Yeah. So definitely, number one is don't ever use like three D bar chart, 3d pie chart. They're not readable. In the end, just keep everything 2d. There's no need or reason to go that direction. I think I've even seen examples where people try to dress it up with putting a picture, an image behind a bar chart. There's no need for that either. That's just distracting from the data itself.

Meg Fairchild [:

And that kind of is my next point is like, let the data speak for itself. Like, don't add more labels, add more images, add more shadows, any of that sort of stuff. Keep it very, very simple. And then there was one more, which I'm forgetting at the moment, so we can cut this little piece out.

Megan Torrance [:

Oh, no, no, no, we can't, because you were talking about paying really close attention to where the X and Y axes intersect.

Meg Fairchild [:

The one I was trying to remember. Yeah, sure. So when you're creating, like, any kind of chart that's on an xy axis, you always, always, always need to keep the bottom of that chart at zero.

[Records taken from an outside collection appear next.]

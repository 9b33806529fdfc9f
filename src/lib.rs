#[macro_use]
extern crate rocket;

use rocket::{Build, Rocket};

pub mod asset;
pub mod config;
pub mod database;
pub mod model;
pub mod rpc;
pub mod web;
pub mod webby;

use self::config::AppConfig;
use self::database::Catalog;

/// Builds the server around `catalog`, which may still be connecting.
pub fn build_rocket(app: &AppConfig, catalog: Catalog) -> Rocket<Build> {
    let figment = rocket::Config::figment()
        .merge(("address", app.web.address))
        .merge(("port", app.web.port));

    let rocket = rocket::custom(figment)
        .mount("/", asset::statics())
        .mount("/api", web::routes())
        .register("/", web::catchers())
        .manage(catalog);

    if app.web.allow_origins.is_empty() {
        rocket
    } else {
        rocket.attach(webby::Cors::new(app.web.allow_origins.clone()))
    }
}
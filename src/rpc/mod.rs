mod album;
pub use self::album::{
    AlbumCreateRequest,
    AlbumCreateResponse,
    AlbumDeleteResponse,
    AlbumUpdateRequest,
    AlbumUpdateResponse,
    YearInput,
};

mod error;
pub use self::error::{ApiError, ErrorBody};
mod album;

pub use self::album::{
    Album,
    AlbumId,
    AlbumPatch,
    NewAlbum,
};
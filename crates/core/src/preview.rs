//! The normalized link preview returned to callers.

use serde::{Deserialize, Serialize};

/// Normalized page metadata for a link-preview widget.
///
/// `title` is never absent (empty when unknown) and `hostname` always comes
/// from the requested URL, never from page content.
#[derive(Debug, Clone, PartialEq, Eq, Serialize, Deserialize)]
#[serde(rename_all = "camelCase")]
pub struct LinkPreview {
    pub title: String,
    pub description: Option<String>,
    pub image: Option<String>,
    pub site_name: String,
    pub hostname: String,
}
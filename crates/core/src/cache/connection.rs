//! Database connection management with pragma configuration.
//!
//! This module handles opening the SQLite database, applying required pragmas
//! for performance and concurrency (WAL mode), and running migrations.

use super::migrations;
use crate::Error;
use std::path::Path;
use tokio_rusqlite::Connection;

const PRAGMAS: &str = "PRAGMA journal_mode=WAL;
     PRAGMA synchronous=NORMAL;
     PRAGMA temp_store=MEMORY;
     PRAGMA busy_timeout=5000;";

/// Cache database handle.
///
/// Wraps a tokio-rusqlite Connection that runs database operations
/// on a background thread.
#[derive(Clone, Debug)]
pub struct CacheDb {
    pub(crate) conn: Connection,
}

impl CacheDb {
    /// Open a database at the specified path.
    ///
    /// Creates the file if it doesn't exist, applies performance pragmas,
    /// and runs any pending migrations.
    pub async fn open(path: impl AsRef<Path>) -> Result<Self, Error> {
        let conn = Connection::open(path).await.map_err(|e| Error::Database(e.into()))?;
        Self::init(conn).await
    }

    /// Open an in-memory database for testing.
    pub async fn open_in_memory() -> Result<Self, Error> {
        let conn = Connection::open_in_memory()
            .await
            .map_err(|e| Error::Database(e.into()))?;
        Self::init(conn).await
    }

    async fn init(conn: Connection) -> Result<Self, Error> {
        conn.call(|conn| {
            conn.execute_batch(PRAGMAS)?;
            Ok(())
        })
        .await
        .map_err(Error::Database)?;

        migrations::run(&conn).await?;

        Ok(Self { conn })
    }
}
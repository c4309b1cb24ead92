//! `GET /v2?url=`: normalized, cached link preview.

use axum::Json;
use axum::extract::{Query, State};
use axum::extract::rejection::QueryRejection;
use serde::{Deserialize, Serialize};

use linkpeek_core::LinkPreview;

use crate::error::ApiError;
use crate::handler::AppState;

#[derive(Debug, Clone, Default, Deserialize)]
pub struct PreviewQuery {
    /// The page to preview; the scheme may be omitted.
    pub url: Option<String>,
}

#[derive(Debug, Clone, Serialize)]
pub struct PreviewResponse {
    pub metadata: LinkPreview,
}

pub async fn preview(
    State(state): State<AppState>, query: Result<Query<PreviewQuery>, QueryRejection>,
) -> Result<Json<PreviewResponse>, ApiError> {
    let Ok(Query(PreviewQuery { url: Some(url) })) = query else {
        return Err(ApiError::InvalidUrl("missing url parameter".into()));
    };

    let preview = state.service.preview(&url).await?;
    tracing::debug!(url, source = preview.source.as_str(), "preview served");

    Ok(Json(PreviewResponse { metadata: preview.metadata }))
}
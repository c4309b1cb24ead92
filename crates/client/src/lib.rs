//! Fetching and extraction for linkpeek.
//!
//! This crate turns a URL into preview metadata: the static HTTP fetch,
//! headless rendering, HTML extraction, and the orchestrator that runs
//! them behind the metadata cache.

pub mod extract;
pub mod fetch;
pub mod pipeline;
pub mod render;
pub mod stage;

pub use extract::{ImageSource, RawExtraction, extract_metadata, normalize};
pub use fetch::{FetchClient, FetchConfig, FetchResponse, UrlError, hostname, validate_url};
pub use pipeline::{Preview, PreviewService, Source};
pub use render::{DisabledRenderer, RenderError, RenderOptions, RenderedPage, Renderer, renderer_from_config};
pub use stage::{MetadataSource, RenderedFetcher, StageOutcome, StaticFetcher};

#[cfg(feature = "render")]
pub use render::{HeadlessRenderer, LaunchOptions};
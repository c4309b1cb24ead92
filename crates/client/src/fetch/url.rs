//! Syntactic URL validation for incoming preview requests.
//!
//! This is a sanity check on the shape of the string only; it says nothing
//! about whether the host is reachable.

use regex::Regex;
use std::sync::LazyLock;

/// Scheme, optional `www.`, host ending in a 2-6 letter suffix, optional path/query.
static URL_SHAPE: LazyLock<Regex> = LazyLock::new(|| {
    Regex::new(
        r"(?i)^[a-z][a-z0-9+.-]*://(www\.)?[-a-z0-9@:%._+~#=]{1,256}\.[a-z]{2,6}\b([-a-z0-9@:%_+.~#?&/=]*)",
    )
    .expect("valid URL shape pattern")
});

/// Error type for URL validation failures.
#[derive(Debug, Clone, thiserror::Error)]
pub enum UrlError {
    #[error("empty URL")]
    Empty,

    #[error("malformed URL: {0}")]
    Malformed(String),

    #[error("unsupported scheme: {0}")]
    UnsupportedScheme(String),

    #[error("invalid URL: {0}")]
    InvalidUrl(String),
}

/// Prepend `http://` when the input carries no scheme delimiter.
pub fn with_default_scheme(input: &str) -> String {
    if input.contains("://") { input.to_string() } else { format!("http://{input}") }
}

/// Validate a raw `url` query value.
///
/// Steps:
/// 1. Trim leading/trailing whitespace; reject if empty
/// 2. Prepend `http://` if there is no `://`
/// 3. Match the permissive URL shape pattern
/// 4. Parse, and accept only `http`/`https`
pub fn validate_url(input: &str) -> Result<url::Url, UrlError> {
    let trimmed = input.trim();

    if trimmed.is_empty() {
        return Err(UrlError::Empty);
    }

    let url_str = with_default_scheme(trimmed);

    if !URL_SHAPE.is_match(&url_str) {
        return Err(UrlError::Malformed(url_str));
    }

    let parsed = url::Url::parse(&url_str).map_err(|e| UrlError::InvalidUrl(e.to_string()))?;

    match parsed.scheme() {
        "http" | "https" => {}
        scheme => return Err(UrlError::UnsupportedScheme(scheme.to_string())),
    }

    if parsed.host_str().is_none() {
        return Err(UrlError::InvalidUrl(format!("no host in {url_str}")));
    }

    Ok(parsed)
}

/// Host of a validated URL, without port.
pub fn hostname(url: &url::Url) -> String {
    url.host_str().unwrap_or_default().to_string()
}
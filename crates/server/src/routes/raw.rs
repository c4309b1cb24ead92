//! `GET /?url=`: raw extraction, uncached.
//!
//! Kept for older clients. Always answers 200; any failure yields
//! `{"metadata": null}`.

use axum::Json;
use axum::extract::{Query, State};
use axum::extract::rejection::QueryRejection;
use serde::Serialize;

use linkpeek_client::RawExtraction;

use super::preview::PreviewQuery;
use crate::handler::AppState;

#[derive(Debug, Clone, Serialize)]
pub struct RawResponse {
    pub metadata: Option<RawExtraction>,
}

pub async fn raw_metadata(
    State(state): State<AppState>, query: Result<Query<PreviewQuery>, QueryRejection>,
) -> Json<RawResponse> {
    let Some(url) = query.ok().and_then(|Query(q)| q.url) else {
        return Json(RawResponse { metadata: None });
    };

    let metadata = state
        .service
        .extract_raw(&url)
        .await
        .inspect_err(|e| tracing::debug!(url, error = %e, "raw extraction failed"))
        .ok();

    Json(RawResponse { metadata })
}
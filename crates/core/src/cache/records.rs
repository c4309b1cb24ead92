//! Cache record CRUD operations.
//!
//! Provides functions for creating, reading and deleting cached previews.
//! Expiry policy lives in [`super::gateway`]; this layer stores rows as-is.

use super::connection::CacheDb;
use crate::{Error, LinkPreview};
use chrono::{DateTime, Utc};
use serde::{Deserialize, Serialize};
use tokio_rusqlite::params;
use tokio_rusqlite::rusqlite;

/// A cached link preview keyed by its request URL.
#[derive(Debug, Clone, PartialEq, Eq, Serialize, Deserialize)]
#[serde(rename_all = "camelCase")]
pub struct CacheRecord {
    pub url: String,
    pub created_at: DateTime<Utc>,
    pub title: String,
    pub description: Option<String>,
    pub image: Option<String>,
    pub site_name: String,
    pub hostname: String,
}

impl CacheRecord {
    /// Build a record for `url` from a freshly computed preview.
    pub fn new(url: impl Into<String>, created_at: DateTime<Utc>, preview: &LinkPreview) -> Self {
        Self {
            url: url.into(),
            created_at,
            title: preview.title.clone(),
            description: preview.description.clone(),
            image: preview.image.clone(),
            site_name: preview.site_name.clone(),
            hostname: preview.hostname.clone(),
        }
    }

    /// Age of the record relative to `now`.
    pub fn age(&self, now: DateTime<Utc>) -> chrono::Duration {
        now - self.created_at
    }
}

impl From<CacheRecord> for LinkPreview {
    fn from(record: CacheRecord) -> Self {
        LinkPreview {
            title: record.title,
            description: record.description,
            image: record.image,
            site_name: record.site_name,
            hostname: record.hostname,
        }
    }
}

/// Row as stored; `created_at` is kept as RFC 3339 text.
struct StoredRow {
    url: String,
    created_at: String,
    title: String,
    description: Option<String>,
    image: Option<String>,
    site_name: String,
    hostname: String,
}

impl StoredRow {
    fn into_record(self) -> Result<CacheRecord, Error> {
        let created_at = DateTime::parse_from_rfc3339(&self.created_at)
            .map_err(|e| Error::InvalidRecord(format!("created_at {:?}: {e}", self.created_at)))?
            .with_timezone(&Utc);

        Ok(CacheRecord {
            url: self.url,
            created_at,
            title: self.title,
            description: self.description,
            image: self.image,
            site_name: self.site_name,
            hostname: self.hostname,
        })
    }
}

impl CacheDb {
    /// Insert or replace the record for `record.url`.
    ///
    /// Concurrent writers for the same URL resolve as last write wins.
    pub async fn upsert_record(&self, record: &CacheRecord) -> Result<(), Error> {
        let record = record.clone();
        self.conn
            .call(move |conn| -> Result<(), Error> {
                conn.execute(
                    "INSERT INTO meta_cache (
                    url, created_at, title, description, image, site_name, hostname
                ) VALUES (?1, ?2, ?3, ?4, ?5, ?6, ?7)
                ON CONFLICT(url) DO UPDATE SET
                    created_at = excluded.created_at,
                    title = excluded.title,
                    description = excluded.description,
                    image = excluded.image,
                    site_name = excluded.site_name,
                    hostname = excluded.hostname",
                    params![
                        &record.url,
                        record.created_at.to_rfc3339(),
                        &record.title,
                        &record.description,
                        &record.image,
                        &record.site_name,
                        &record.hostname,
                    ],
                )?;
                Ok(())
            })
            .await
            .map_err(Error::from)
    }

    /// Get the record stored for `url`, regardless of its age.
    ///
    /// Returns `Error::InvalidRecord` if the stored timestamp cannot be parsed.
    pub async fn get_record(&self, url: &str) -> Result<Option<CacheRecord>, Error> {
        let url = url.to_string();
        let row = self
            .conn
            .call(move |conn| -> Result<Option<StoredRow>, Error> {
                let mut stmt = conn.prepare(
                    "SELECT url, created_at, title, description, image, site_name, hostname
                FROM meta_cache WHERE url = ?1",
                )?;

                let result = stmt.query_row(params![url], |row| {
                    Ok(StoredRow {
                        url: row.get(0)?,
                        created_at: row.get(1)?,
                        title: row.get(2)?,
                        description: row.get(3)?,
                        image: row.get(4)?,
                        site_name: row.get(5)?,
                        hostname: row.get(6)?,
                    })
                });

                match result {
                    Ok(r) => Ok(Some(r)),
                    Err(rusqlite::Error::QueryReturnedNoRows) => Ok(None),
                    Err(e) => Err(e.into()),
                }
            })
            .await
            .map_err(Error::from)?;

        row.map(StoredRow::into_record).transpose()
    }

    /// Delete the record for `url`.
    ///
    /// Returns whether a row was removed.
    pub async fn delete_record(&self, url: &str) -> Result<bool, Error> {
        let url = url.to_string();
        self.conn
            .call(move |conn| -> Result<bool, Error> {
                let count = conn.execute("DELETE FROM meta_cache WHERE url = ?1", params![url])?;
                Ok(count > 0)
            })
            .await
            .map_err(Error::from)
    }
}
//! Collapse a raw extraction into the stable [`LinkPreview`] shape.

use super::RawExtraction;
use linkpeek_core::LinkPreview;

fn field<'a>(map: &'a std::collections::BTreeMap<String, String>, key: &str) -> Option<&'a str> {
    map.get(key).map(String::as_str).filter(|v| !v.is_empty())
}

/// Normalize `raw` for the page at `hostname`.
///
/// Precedence:
/// - image: `og:image`, then the first `<img>`, else none
/// - description: `og:description`, then the meta description, else none
/// - title: `og:title`, then `<title>`, else empty
/// - site name: `og:site_name`, else empty
///
/// Empty strings are treated as missing at every step.
pub fn normalize(raw: &RawExtraction, hostname: &str) -> LinkPreview {
    let image = field(&raw.og, "image")
        .map(str::to_string)
        .or_else(|| raw.images.first().map(|i| i.src.clone()));

    let description = field(&raw.og, "description")
        .or_else(|| field(&raw.meta, "description"))
        .map(str::to_string);

    let title = field(&raw.og, "title")
        .or_else(|| field(&raw.meta, "title"))
        .unwrap_or_default()
        .to_string();

    let site_name = field(&raw.og, "site_name").unwrap_or_default().to_string();

    LinkPreview { title, description, image, site_name, hostname: hostname.to_string() }
}
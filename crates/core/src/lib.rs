//! Core types and shared functionality for linkpeek.
//!
//! This crate provides:
//! - The preview cache with a SQLite backend and lazy expiry
//! - Unified error types
//! - Configuration structures
//! - The normalized [`LinkPreview`] shape

pub mod cache;
pub mod config;
pub mod error;
pub mod preview;

pub use cache::{CacheDb, CacheGateway, CacheRecord, MetadataCache};
pub use config::{AppConfig, ConfigError};
pub use error::Error;
pub use preview::LinkPreview;
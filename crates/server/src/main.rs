//! linkpeek server entry point.
//!
//! Loads configuration, opens the preview cache and serves the HTTP API
//! until Ctrl-C. Logs are JSON on stdout; filter with `RUST_LOG`.

use std::net::SocketAddr;
use std::sync::Arc;

use anyhow::{Context, Result};
use tracing_subscriber::EnvFilter;

use linkpeek_client::PreviewService;
use linkpeek_core::{AppConfig, CacheDb, CacheGateway};

mod error;
mod handler;
mod rate_limit;
mod routes;

#[tokio::main]
async fn main() -> Result<()> {
    tracing_subscriber::fmt()
        .with_env_filter(EnvFilter::try_from_default_env().unwrap_or_else(|_| EnvFilter::new("info")))
        .json()
        .init();

    let config = AppConfig::load().context("loading configuration")?;

    let db = CacheDb::open(&config.db_path)
        .await
        .with_context(|| format!("opening cache at {}", config.db_path.display()))?;
    let cache = Arc::new(CacheGateway::new(db, &config));
    let service = PreviewService::from_config(&config, cache)?;

    let state = handler::AppState::new(service, &config);
    let pruner = state.limiter.spawn_pruner();
    let app = handler::router(state, &config);

    let listener = tokio::net::TcpListener::bind(&config.bind_addr)
        .await
        .with_context(|| format!("binding {}", config.bind_addr))?;

    tracing::info!(
        addr = %listener.local_addr()?,
        render = config.render_enabled,
        static_dir = ?config.static_dir,
        "linkpeek listening"
    );

    axum::serve(listener, app.into_make_service_with_connect_info::<SocketAddr>())
        .with_graceful_shutdown(shutdown_signal())
        .await?;

    pruner.abort();
    tracing::info!("linkpeek stopped");

    Ok(())
}

async fn shutdown_signal() {
    if let Err(e) = tokio::signal::ctrl_c().await {
        tracing::error!("failed to listen for shutdown signal: {e}");
        std::future::pending::<()>().await;
    }
    tracing::info!("shutdown requested");
}
//! Image source harvesting and URL resolution.

use scraper::{Html, Selector};
use std::sync::LazyLock;
use url::Url;

static IMG: LazyLock<Selector> = LazyLock::new(|| Selector::parse("img[src]").expect("invalid selector"));

/// An image found on the page, resolved to an absolute URL.
#[derive(Debug, Clone, PartialEq, Eq, serde::Serialize, serde::Deserialize)]
pub struct ImageSource {
    pub src: String,
}

/// Collect every `img[src]` in document order, resolving against `base_url`.
///
/// Relative and protocol-relative sources are joined onto the base; blank
/// or unparsable sources are skipped. Duplicates are kept.
pub fn extract_images(document: &Html, base_url: &Url) -> Vec<ImageSource> {
    let mut images = Vec::new();

    for element in document.select(&IMG) {
        let src = match element.value().attr("src").map(str::trim) {
            Some(s) if !s.is_empty() => s,
            _ => continue,
        };

        match base_url.join(src) {
            Ok(u) => images.push(ImageSource { src: u.to_string() }),
            Err(e) => tracing::trace!(src, error = %e, "skipping malformed image source"),
        }
    }

    images
}

#[cfg(test)]
mod tests {
    use super::*;

    fn srcs(html: &str, base: &str) -> Vec<String> {
        let document = Html::parse_document(html);
        let base = Url::parse(base).unwrap();
        extract_images(&document, &base).into_iter().map(|i| i.src).collect()
    }

    #[test]
    fn test_relative_src_resolves_against_page() {
        assert_eq!(srcs(r#"<img src="/img/a.png">"#, "http://ex.com/p"), vec!["http://ex.com/img/a.png"]);
    }

    #[test]
    fn test_path_relative_src() {
        assert_eq!(
            srcs(r#"<img src="thumb.jpg">"#, "https://example.com/gallery/index.html"),
            vec!["https://example.com/gallery/thumb.jpg"]
        );
    }

    #[test]
    fn test_protocol_relative_src() {
        assert_eq!(
            srcs(r#"<img src="//cdn.example.com/x.png">"#, "https://example.com/"),
            vec!["https://cdn.example.com/x.png"]
        );
    }

    #[test]
    fn test_absolute_src_kept() {
        assert_eq!(
            srcs(r#"<img src="https://other.example.org/y.gif">"#, "https://example.com/"),
            vec!["https://other.example.org/y.gif"]
        );
    }

    #[test]
    fn test_malformed_and_blank_sources_skipped() {
        let html = r#"
            <img src="http://[broken">
            <img src="   ">
            <img>
            <img src="/ok.png">
        "#;
        assert_eq!(srcs(html, "https://example.com/"), vec!["https://example.com/ok.png"]);
    }

    #[test]
    fn test_document_order_and_duplicates() {
        let html = r#"<img src="/a.png"><img src="/b.png"><img src="/a.png">"#;
        assert_eq!(
            srcs(html, "https://example.com/"),
            vec!["https://example.com/a.png", "https://example.com/b.png", "https://example.com/a.png"]
        );
    }
}
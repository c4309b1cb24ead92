//! HTTP error responses for the linkpeek server.
//!
//! Only invalid input and "nothing found" are reported as such; anything
//! else is logged and answered with a generic 500.

use std::any::Any;

use axum::Json;
use axum::http::StatusCode;
use axum::response::{IntoResponse, Response};
use serde_json::json;

use linkpeek_core::Error;

pub const INTERNAL_MESSAGE: &str = "Internal server error";

#[derive(Debug, thiserror::Error)]
pub enum ApiError {
    /// Missing or malformed `url` parameter.
    #[error("invalid URL: {0}")]
    InvalidUrl(String),

    /// Neither extraction stage found anything.
    #[error("no metadata found for {0}")]
    NotFound(String),

    #[error("rate limit exceeded")]
    RateLimited,

    #[error(transparent)]
    Internal(Error),

    /// A handler panicked; carries the panic message.
    #[error("handler panicked: {0}")]
    Panicked(String),
}

/// Turn a caught handler panic into the generic 500 response.
pub fn panic_response(payload: Box<dyn Any + Send + 'static>) -> Response {
    let message = if let Some(s) = payload.downcast_ref::<&str>() {
        (*s).to_string()
    } else if let Some(s) = payload.downcast_ref::<String>() {
        s.clone()
    } else {
        "unknown panic payload".to_string()
    };

    ApiError::Panicked(message).into_response()
}

impl From<Error> for ApiError {
    fn from(err: Error) -> Self {
        match err {
            Error::InvalidUrl(msg) => ApiError::InvalidUrl(msg),
            Error::NoMetadataFound(url) => ApiError::NotFound(url),
            other => ApiError::Internal(other),
        }
    }
}

impl IntoResponse for ApiError {
    fn into_response(self) -> Response {
        let (status, body) = match &self {
            ApiError::InvalidUrl(_) => (StatusCode::BAD_REQUEST, json!({ "error": "Invalid URL" })),
            ApiError::NotFound(_) => (StatusCode::NOT_FOUND, json!({ "metadata": null })),
            ApiError::RateLimited => (StatusCode::TOO_MANY_REQUESTS, json!({ "error": "Rate limit exceeded" })),
            ApiError::Internal(e) => {
                tracing::error!(error = %e, "request failed");
                (StatusCode::INTERNAL_SERVER_ERROR, json!({ "error": INTERNAL_MESSAGE }))
            }
            ApiError::Panicked(message) => {
                tracing::error!(panic = %message, "request handler panicked");
                (StatusCode::INTERNAL_SERVER_ERROR, json!({ "error": INTERNAL_MESSAGE }))
            }
        };

        (status, Json(body)).into_response()
    }
}
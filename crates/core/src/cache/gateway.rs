//! Cache gateway with read-triggered expiry.
//!
//! The extraction pipeline talks to the cache only through [`MetadataCache`].
//! [`CacheGateway`] implements it over [`CacheDb`]: a lookup that finds a
//! record older than the retention window deletes it and reports a miss.
//! There is no background sweep.

use super::connection::CacheDb;
use super::records::CacheRecord;
use crate::{AppConfig, Error};
use chrono::{DateTime, Utc};

/// Get/put contract for previously computed previews, keyed by URL.
#[async_trait::async_trait]
pub trait MetadataCache: Send + Sync {
    /// Return the live record for `url`, or `None` if absent or expired.
    async fn lookup(&self, url: &str) -> Result<Option<CacheRecord>, Error>;

    /// Upsert `record`, keyed by its URL.
    async fn store(&self, record: &CacheRecord) -> Result<(), Error>;
}

/// SQLite-backed [`MetadataCache`] with a fixed retention window.
#[derive(Clone, Debug)]
pub struct CacheGateway {
    db: CacheDb,
    retention: chrono::Duration,
}

impl CacheGateway {
    /// Create a gateway using the retention window from `config`.
    pub fn new(db: CacheDb, config: &AppConfig) -> Self {
        Self::with_retention(db, config.cache_retention())
    }

    /// Create a gateway with an explicit retention window.
    pub fn with_retention(db: CacheDb, retention: chrono::Duration) -> Self {
        Self { db, retention }
    }

    /// The underlying database handle.
    pub fn db(&self) -> &CacheDb {
        &self.db
    }

    /// Lookup evaluated at `now`.
    ///
    /// A record strictly older than the retention window, or one whose
    /// timestamp cannot be read, is deleted and reported as absent.
    pub async fn lookup_at(&self, url: &str, now: DateTime<Utc>) -> Result<Option<CacheRecord>, Error> {
        let record = match self.db.get_record(url).await {
            Ok(Some(record)) => record,
            Ok(None) => return Ok(None),
            Err(Error::InvalidRecord(reason)) => {
                tracing::warn!(url, %reason, "discarding unreadable cache record");
                self.evict(url).await;
                return Ok(None);
            }
            Err(e) => return Err(e),
        };

        if record.age(now) > self.retention {
            tracing::debug!(url, created_at = %record.created_at, "cache record expired");
            self.evict(url).await;
            return Ok(None);
        }

        Ok(Some(record))
    }

    async fn evict(&self, url: &str) {
        if let Err(e) = self.db.delete_record(url).await {
            tracing::warn!(url, error = %e, "failed to delete expired cache record");
        }
    }
}

#[async_trait::async_trait]
impl MetadataCache for CacheGateway {
    async fn lookup(&self, url: &str) -> Result<Option<CacheRecord>, Error> {
        self.lookup_at(url, Utc::now()).await
    }

    async fn store(&self, record: &CacheRecord) -> Result<(), Error> {
        self.db.upsert_record(record).await
    }
}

Because if you pull that up, like, let's say you pull it up to 400 and your numbers are 401 and 463, and then that messes, and it makes it look like 463 is so much huger than 401. And so there's some accuracy, things that are really important to keep in mind.

Megan Torrance [:

So I think that's a huge point. Right? Because when you have a graph, sometimes it looks like, oh, that's very smart. You brought the data. And it can be sometimes easy, I'm going to say, to mislead, as though that's intentional. And sometimes it is, but also just unintentionally to be telling the wrong story with data. But it's easy to miss that because it's a pretty shortened graph, right?

Meg Fairchild [:

Yeah. Yeah. And, you know, you talk about misleading. A lot of the examples that you'll find on Stephen Fus website are things that maybe a particular person has put out in the world because they have a story to tell. They want you to believe that XYZ is happening out there in the world. And so they'll create a dataviz that seems to be telling a certain story, but actually they've sort of messed with how that data is represented visually so that it better supports the message that they're trying to tell. And so I think that's really important is, like, we have to be very, very clear and vigilant and sure that we know that the data is behind the visualizations that we're creating, so that we're not intentionally or unintentionally putting out into the world something that could be misinterpreted and create falsehoods out there, or have people come to a conclusion, and then they make a decision based off of that data visualization. And maybe it wasn't quite right.

Meg Fairchild [:

So you need to keep in mind things like your sample size, like, how much data is this really based on? Like, is it ten pieces of data or thousands of pieces of data that we're looking at?

Megan Torrance [:

So basically just good responsibility with numbers.

Meg Fairchild [:

Good responsibility. So important. Yep.

Megan Torrance [:

So how'd that go, Meg?

Meg Fairchild [:

I think it went pretty well. You know, we got some words that were hard to pronounce there.

Megan Torrance [:

Yeah, big words.

Meg Fairchild [:

Big words get stuck in your mouth when you're a human.

Megan Torrance [:

We're not AI.

Meg Fairchild [:

We are not AI. This is proof. And I guess the other thing is, you know, it's really hard to talk about data visualization, something that is visual on a podcast where it's just your voice.

Megan Torrance [:

Yeah, I kept wanting to see pictures. Pictures, yeah. Okay.

Meg Fairchild [:

Maybe we can include those in our show notes or on our website.

Megan Torrance [:

There you go.

Meg Fairchild [:

All right, sounds great.

Megan Torrance [:

This is Megan Torrance with Meg Fairchild, and this has been a podcast by Torrance Learning.

Meg Fairchild [:

Tangents is the official podcast of Torrance learning, as though we have an unofficial one. Tangents is hosted by Meg Fairchild and Megan Torrance. It's produced by Dean Castile and Meg Fairchild, engineered and edited by Dean Castile with original music also by Dean Castile. This episode was fact checked by Meg Fairchild.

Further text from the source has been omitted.